Databricks recently introduced "Agent Bricks" and "Databricks Apps," which focus on shipping production-grade agents with built-in evaluation and continuous improvement tools. Similarly, Microsoft has positioned "Microsoft Purview" as a security and compliance layer that extends across the entire AI stack, from prompts to autonomous agents.
While Databricks emphasizes the "Lakehouse" architecture and open-source models, Snowflake is doubling down on its "Unified Data Foundation" and the ease of its sharing ecosystem. The inclusion of BCDR and Resharing suggests Snowflake is targeting the most risk-averse enterprise customers who prioritize uptime and strict data sovereignty.
Impact on Developers and the Industry
For developers, this launch reduces the friction of building AI applications that require data from multiple sources.

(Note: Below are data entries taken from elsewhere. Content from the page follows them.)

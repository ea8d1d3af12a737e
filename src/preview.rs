use serde::{Deserialize, Serialize};
use std::path::Path;

use crate::errors::AppResult;
use crate::security::InputValidator;
use crate::uploader::transfer_client::TransferClient;

/// How a downloaded file is shown on its page
#[derive(Debug, Serialize, Deserialize, Clone, Copy, PartialEq, Eq)]
#[serde(rename_all = "lowercase")]
pub enum PreviewKind {
    Image,
    Video,
    Audio,
    Markdown,
    Code,
    Generic,
}

impl PreviewKind {
    /// Map the server's preview type. Unknown values, `sandbox` included, get the generic view.
    pub fn from_preview_type(preview_type: &str) -> Self {
        match preview_type.trim().to_ascii_lowercase().as_str() {
            "image" => PreviewKind::Image,
            "video" => PreviewKind::Video,
            "audio" => PreviewKind::Audio,
            "markdown" => PreviewKind::Markdown,
            "code" => PreviewKind::Code,
            _ => PreviewKind::Generic,
        }
    }

    pub fn from_content_type(content_type: &str) -> Self {
        let mime = content_type
            .split(';')
            .next()
            .unwrap_or_default()
            .trim()
            .to_ascii_lowercase();

        match mime.as_str() {
            "text/markdown" | "text/x-markdown" => PreviewKind::Markdown,
            "application/json" | "application/javascript" | "application/xml"
            | "application/x-sh" | "application/toml" | "application/yaml" => PreviewKind::Code,
            m if m.starts_with("image/") => PreviewKind::Image,
            m if m.starts_with("video/") => PreviewKind::Video,
            m if m.starts_with("audio/") => PreviewKind::Audio,
            m if m.starts_with("text/") => PreviewKind::Code,
            _ => PreviewKind::Generic,
        }
    }

    /// Whether the preview needs the file's text content
    pub fn needs_content(&self) -> bool {
        matches!(self, PreviewKind::Markdown | PreviewKind::Code)
    }
}

/// Highlighter language for a file name, `text` when unknown
pub fn language_for_filename(filename: &str) -> &'static str {
    let name = Path::new(filename)
        .file_name()
        .map(|n| n.to_string_lossy().to_ascii_lowercase())
        .unwrap_or_default();
    let ext = name.rsplit('.').next().unwrap_or_default();

    match ext {
        "js" => "javascript",
        "jsx" => "jsx",
        "ts" => "typescript",
        "tsx" => "tsx",
        "py" => "python",
        "rb" => "ruby",
        "go" => "go",
        "rs" => "rust",
        "java" => "java",
        "c" | "h" => "c",
        "cpp" | "hpp" => "cpp",
        "cs" => "csharp",
        "php" => "php",
        "swift" => "swift",
        "kt" => "kotlin",
        "scala" => "scala",
        "sh" | "bash" | "zsh" | "fish" => "bash",
        "ps1" => "powershell",
        "sql" => "sql",
        "html" | "htm" => "html",
        "css" => "css",
        "scss" => "scss",
        "less" => "less",
        "json" => "json",
        "xml" => "xml",
        "yaml" | "yml" => "yaml",
        "toml" => "toml",
        "md" => "markdown",
        "dockerfile" => "docker",
        "makefile" => "makefile",
        _ => "text",
    }
}

/// Load a file's text for an inline preview
pub async fn fetch_content(client: &TransferClient, url: &str) -> AppResult<String> {
    InputValidator::validate_http_url(url)?;
    let content = client.fetch_text(url).await?;
    log::debug!("Loaded {} bytes of preview content from {}", content.len(), url);
    Ok(content)
}

#[cfg(test)]
mod tests {
    use super::*;

    #[test]
    fn test_preview_type_mapping() {
        assert_eq!(PreviewKind::from_preview_type("image"), PreviewKind::Image);
        assert_eq!(PreviewKind::from_preview_type("Markdown"), PreviewKind::Markdown);
        assert_eq!(PreviewKind::from_preview_type("code"), PreviewKind::Code);
        assert_eq!(PreviewKind::from_preview_type("sandbox"), PreviewKind::Generic);
        assert_eq!(PreviewKind::from_preview_type(""), PreviewKind::Generic);
    }

    #[test]
    fn test_content_type_mapping() {
        assert_eq!(PreviewKind::from_content_type("image/png"), PreviewKind::Image);
        assert_eq!(PreviewKind::from_content_type("video/mp4"), PreviewKind::Video);
        assert_eq!(PreviewKind::from_content_type("audio/mpeg"), PreviewKind::Audio);
        assert_eq!(
            PreviewKind::from_content_type("text/markdown; charset=utf-8"),
            PreviewKind::Markdown
        );
        assert_eq!(PreviewKind::from_content_type("text/plain"), PreviewKind::Code);
        assert_eq!(PreviewKind::from_content_type("application/json"), PreviewKind::Code);
        assert_eq!(
            PreviewKind::from_content_type("application/octet-stream"),
            PreviewKind::Generic
        );
        assert!(PreviewKind::Code.needs_content());
        assert!(!PreviewKind::Image.needs_content());
    }

    #[test]
    fn test_language_for_filename() {
        assert_eq!(language_for_filename("main.rs"), "rust");
        assert_eq!(language_for_filename("App.TSX"), "tsx");
        assert_eq!(language_for_filename("Dockerfile"), "docker");
        assert_eq!(language_for_filename("Makefile"), "makefile");
        assert_eq!(language_for_filename("archive.tar.gz"), "text");
        assert_eq!(language_for_filename("notes"), "text");
        assert_eq!(language_for_filename("dir/setup.sh"), "bash");
    }

    #[tokio::test]
    async fn test_fetch_rejects_non_http_url() {
        let client = TransferClient::new("https://transfer.sh/").unwrap();
        assert!(fetch_content(&client, "file:///etc/passwd").await.is_err());
    }
}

The ability to build on a unified foundation means less time spent on data engineering and more time spent on prompt engineering and agent logic.
The impact on the industry is likely to be two-fold:
- Accelerated Time-to-Market: With zero-copy sharing and BCDR, enterprises can move agents from prototype to production in weeks rather than months.
- Standardization of AI Governance: By integrating sharing and recovery features into the data platform itself, Snowflake is setting a high bar for how AI assets should be managed and audited.
"This changes how developers will manage the lifecycle of their AI agents by treating the data and the model as a single, governed unit," a source close to the company noted.
What's Next
Snowflake’s focus on enterprise-grade sharing is a precursor to a wider rollout of "agentic" features across its platform. As more companies adopt the SAP-Snowflake integration, the industry can expect to see a surge in highly specialized AI agents that operate with a level of business context that was previously siloed in legacy ERP systems.
The company has indicated that further enhancements to observability and automated evaluation for AI agents are on the roadmap, as enterprises demand more transparency into how their autonomous agents are making decisions.